AIM OF THE EXERCISE – Your task is to copy every line below that contains the word "humidity".

────────────────

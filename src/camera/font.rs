use image::{Rgb, RgbImage};

// 5x7 bitmap glyphs, one bit row per byte, MSB-4 is the leftmost column.
// Covers the characters of the timestamp overlay and the placeholder text.

const GLYPH_WIDTH: u32 = 5;
const GLYPH_HEIGHT: u32 = 7;
const ADVANCE: u32 = 6;

const FOREGROUND: Rgb<u8> = Rgb([255, 255, 255]);
const BACKGROUND: Rgb<u8> = Rgb([0, 0, 0]);

fn glyph(c: char) -> [u8; 7] {
    match c {
        '0' => [0b01110, 0b10001, 0b10011, 0b10101, 0b11001, 0b10001, 0b01110],
        '1' => [0b00100, 0b01100, 0b00100, 0b00100, 0b00100, 0b00100, 0b01110],
        '2' => [0b01110, 0b10001, 0b00001, 0b00010, 0b00100, 0b01000, 0b11111],
        '3' => [0b11111, 0b00010, 0b00100, 0b00010, 0b00001, 0b10001, 0b01110],
        '4' => [0b00010, 0b00110, 0b01010, 0b10010, 0b11111, 0b00010, 0b00010],
        '5' => [0b11111, 0b10000, 0b11110, 0b00001, 0b00001, 0b10001, 0b01110],
        '6' => [0b00110, 0b01000, 0b10000, 0b11110, 0b10001, 0b10001, 0b01110],
        '7' => [0b11111, 0b00001, 0b00010, 0b00100, 0b01000, 0b01000, 0b01000],
        '8' => [0b01110, 0b10001, 0b10001, 0b01110, 0b10001, 0b10001, 0b01110],
        '9' => [0b01110, 0b10001, 0b10001, 0b01111, 0b00001, 0b00010, 0b01100],
        ':' => [0b00000, 0b00100, 0b00100, 0b00000, 0b00100, 0b00100, 0b00000],
        '-' => [0b00000, 0b00000, 0b00000, 0b11111, 0b00000, 0b00000, 0b00000],
        '.' => [0b00000, 0b00000, 0b00000, 0b00000, 0b00000, 0b00100, 0b00100],
        'A' => [0b01110, 0b10001, 0b10001, 0b11111, 0b10001, 0b10001, 0b10001],
        'C' => [0b01110, 0b10001, 0b10000, 0b10000, 0b10000, 0b10001, 0b01110],
        'E' => [0b11111, 0b10000, 0b10000, 0b11110, 0b10000, 0b10000, 0b11111],
        'M' => [0b10001, 0b11011, 0b10101, 0b10101, 0b10001, 0b10001, 0b10001],
        'N' => [0b10001, 0b11001, 0b10101, 0b10011, 0b10001, 0b10001, 0b10001],
        'O' => [0b01110, 0b10001, 0b10001, 0b10001, 0b10001, 0b10001, 0b01110],
        'R' => [0b11110, 0b10001, 0b10001, 0b11110, 0b10100, 0b10010, 0b10001],
        _ => [0; 7],
    }
}

pub fn text_width(text: &str, scale: u32) -> u32 {
    text.chars().count() as u32 * ADVANCE * scale
}

pub fn text_height(scale: u32) -> u32 {
    GLYPH_HEIGHT * scale
}

/// Draws `text` at (x, y) on a solid backing box
pub fn draw_text(img: &mut RgbImage, text: &str, x: u32, y: u32, scale: u32) {
    fill_rect(
        img,
        x.saturating_sub(scale),
        y.saturating_sub(scale),
        text_width(text, scale) + 2 * scale,
        text_height(scale) + 2 * scale,
        BACKGROUND,
    );

    for (i, c) in text.chars().enumerate() {
        let rows = glyph(c);
        let glyph_x = x + i as u32 * ADVANCE * scale;
        for (row_index, row) in rows.iter().enumerate() {
            for col in 0..GLYPH_WIDTH {
                if row & (1u8 << (GLYPH_WIDTH - 1 - col)) != 0 {
                    fill_rect(
                        img,
                        glyph_x + col * scale,
                        y + row_index as u32 * scale,
                        scale,
                        scale,
                        FOREGROUND,
                    );
                }
            }
        }
    }
}

fn fill_rect(img: &mut RgbImage, x: u32, y: u32, width: u32, height: u32, color: Rgb<u8>) {
    let x_end = (x + width).min(img.width());
    let y_end = (y + height).min(img.height());
    for py in y..y_end {
        for px in x..x_end {
            img.put_pixel(px, py, color);
        }
    }
}
use chrono::{NaiveDateTime, Utc};
use serde::{Deserialize, Serialize};
use sqlx::SqlitePool;

use crate::error::DBError;

/// Fixed-width ISO-8601 format, so lexicographic order over the stored
/// text column equals chronological order
pub const TIMESTAMP_FORMAT: &str = "%Y-%m-%dT%H:%M:%S%.6f";

#[derive(Debug, Clone, PartialEq, Serialize, Deserialize)]
pub struct SensorReading {
    pub water_level: f64,
    pub ph_level: f64,
    pub temperature: f64,
    pub humidity: f64,
    pub tds_level: f64,
    pub dissolved_oxygen: f64,
}

#[derive(Debug, sqlx::FromRow)]
pub struct SensorReadingDao {
    pub(crate) id: i64,
    pub(crate) timestamp: String,
    pub(crate) water_level: f64,
    pub(crate) ph_level: f64,
    pub(crate) temperature: f64,
    pub(crate) humidity: f64,
    pub(crate) tds_level: f64,
    pub(crate) dissolved_oxygen: f64,
}

impl SensorReadingDao {
    pub fn id(&self) -> i64 {
        self.id
    }

    pub fn timestamp(&self) -> &str {
        &self.timestamp
    }

    pub fn reading(&self) -> SensorReading {
        SensorReading {
            water_level: self.water_level,
            ph_level: self.ph_level,
            temperature: self.temperature,
            humidity: self.humidity,
            tds_level: self.tds_level,
            dissolved_oxygen: self.dissolved_oxygen,
        }
    }
}

pub fn format_timestamp(timestamp: NaiveDateTime) -> String {
    timestamp.format(TIMESTAMP_FORMAT).to_string()
}

pub async fn insert(
    conn: &SqlitePool,
    reading: &SensorReading,
    timestamp: NaiveDateTime,
) -> Result<i64, DBError> {
    let result = sqlx::query(
        r#"INSERT INTO sensor_readings
            (timestamp, water_level, ph_level, temperature, humidity, tds_level, dissolved_oxygen)
            VALUES (?, ?, ?, ?, ?, ?, ?)"#,
    )
    .bind(format_timestamp(timestamp))
    .bind(reading.water_level)
    .bind(reading.ph_level)
    .bind(reading.temperature)
    .bind(reading.humidity)
    .bind(reading.tds_level)
    .bind(reading.dissolved_oxygen)
    .execute(conn)
    .await?;
    Ok(result.last_insert_rowid())
}

pub async fn get_latest(conn: &SqlitePool) -> Result<Option<SensorReadingDao>, DBError> {
    Ok(sqlx::query_as::<_, SensorReadingDao>(
        "SELECT * FROM sensor_readings ORDER BY timestamp DESC LIMIT 1",
    )
    .fetch_optional(conn)
    .await?)
}

pub async fn get_range(
    conn: &SqlitePool,
    from: NaiveDateTime,
    until: NaiveDateTime,
) -> Result<Vec<SensorReadingDao>, DBError> {
    Ok(sqlx::query_as::<_, SensorReadingDao>(
        r#"SELECT * FROM sensor_readings
            WHERE timestamp >= ? AND timestamp <= ?
            ORDER BY timestamp ASC"#,
    )
    .bind(format_timestamp(from))
    .bind(format_timestamp(until))
    .fetch_all(conn)
    .await?)
}

pub async fn get_since(
    conn: &SqlitePool,
    duration: chrono::Duration,
) -> Result<Vec<SensorReadingDao>, DBError> {
    let now = Utc::now().naive_utc();
    get_range(conn, now - duration, now).await
}

pub async fn count(conn: &SqlitePool) -> Result<i64, DBError> {
    let row: (i64,) = sqlx::query_as("SELECT count(*) FROM sensor_readings")
        .fetch_one(conn)
        .await?;
    Ok(row.0)
}
use std::sync::Arc;

use chrono::{Duration, NaiveDateTime, Utc};
use sqlx::SqlitePool;
use tracing::{debug, info};

use super::generator;
use crate::config::CONFIG;
use crate::error::{ApiError, ObserverError};
use crate::models::{
    self,
    reading::{self, SensorReading, SensorReadingDao},
};

/// Central handle over the reading store
///
/// Every operation is a single self-contained statement on a pooled
/// connection, so concurrent readers and writers need no further
/// coordination here.
pub struct ConcurrentSensorObserver {
    db_conn: SqlitePool,
}

impl ConcurrentSensorObserver {
    pub fn new(db_conn: SqlitePool) -> Arc<Self> {
        Arc::new(ConcurrentSensorObserver { db_conn })
    }

    /// Latest persisted reading
    ///
    /// An empty store answers with a freshly generated reading stamped now,
    /// unless the fallback is disabled by config
    pub async fn current_reading(&self) -> Result<(String, SensorReading), ObserverError> {
        match reading::get_latest(&self.db_conn).await? {
            Some(dao) => Ok((dao.timestamp().to_owned(), dao.reading())),
            None if CONFIG.fallback_on_empty() => {
                debug!("Empty store, answering with a generated reading");
                let now = Utc::now().naive_utc();
                Ok((reading::format_timestamp(now), generator::generate()))
            }
            None => Err(ApiError::NoData.into()),
        }
    }

    /// Readings of the last `hours` hours, ascending
    pub async fn history(&self, hours: i64) -> Result<Vec<SensorReadingDao>, ObserverError> {
        let rows = reading::get_since(&self.db_conn, Duration::hours(hours.max(0))).await?;
        Ok(rows)
    }

    /// Readings between two client-supplied timestamps, ascending
    ///
    /// An inverted range is empty, not an error
    pub async fn custom_range(
        &self,
        start: &str,
        end: &str,
    ) -> Result<Vec<SensorReadingDao>, ObserverError> {
        let from = parse_timestamp(start)?;
        let until = parse_timestamp(end)?;
        let rows = reading::get_range(&self.db_conn, from, until).await?;
        Ok(rows)
    }

    pub async fn add_reading(
        &self,
        timestamp: &str,
        values: &SensorReading,
    ) -> Result<i64, ObserverError> {
        let timestamp = parse_timestamp(timestamp)?;
        let id = reading::insert(&self.db_conn, values, timestamp).await?;
        debug!("Inserted manual reading {}", id);
        Ok(id)
    }

    /// Inserts `count` generated readings spaced `interval_minutes` apart,
    /// counting backward from now
    pub async fn simulate_batch(
        &self,
        count: i64,
        interval_minutes: i64,
    ) -> Result<Vec<(String, SensorReading)>, ObserverError> {
        let now = Utc::now().naive_utc();
        let mut inserted = Vec::with_capacity(count.max(0) as usize);
        for i in 0..count.max(0) {
            let timestamp = now - Duration::minutes(interval_minutes * i);
            let generated = generator::generate();
            reading::insert(&self.db_conn, &generated, timestamp).await?;
            inserted.push((reading::format_timestamp(timestamp), generated));
        }
        info!("Generated {} readings", inserted.len());
        Ok(inserted)
    }

    pub async fn reading_count(&self) -> Result<i64, ObserverError> {
        Ok(reading::count(&self.db_conn).await?)
    }

    pub async fn check_db(&self) -> String {
        match models::check_schema(&self.db_conn).await {
            Ok(_) => "connected".to_owned(),
            Err(err) => format!("error: {}", err),
        }
    }
}

/// Naive ISO-8601, or RFC-3339 with an offset normalized to UTC
fn parse_timestamp(value: &str) -> Result<NaiveDateTime, ApiError> {
    if let Ok(parsed) = value.parse::<NaiveDateTime>() {
        return Ok(parsed);
    }
    chrono::DateTime::parse_from_rfc3339(value)
        .map(|parsed| parsed.naive_utc())
        .map_err(|_| ApiError::InvalidTimestamp(value.to_owned()))
}

#[cfg(test)]
mod test {
    use super::*;

    #[test]
    fn test_parse_naive_timestamp() {
        let parsed = parse_timestamp("2026-03-07T12:30:00").unwrap();
        assert_eq!("2026-03-07T12:30:00.000000", reading::format_timestamp(parsed));
    }

    #[test]
    fn test_parse_offset_timestamp_normalizes_to_utc() {
        let parsed = parse_timestamp("2026-03-07T12:30:00+04:00").unwrap();
        assert_eq!("2026-03-07T08:30:00.000000", reading::format_timestamp(parsed));
    }

    #[test]
    fn test_parse_invalid_timestamp() {
        assert!(parse_timestamp("not-a-date").is_err());
        assert!(parse_timestamp("").is_err());
    }
}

────────────────

RESPONSE TO THIS TASK –
    pub humidity: f64,
    pub(crate) humidity: f64,
            humidity: self.humidity,
            (timestamp, water_level, ph_level, temperature, humidity, tds_level, dissolved_oxygen)
    .bind(reading.humidity)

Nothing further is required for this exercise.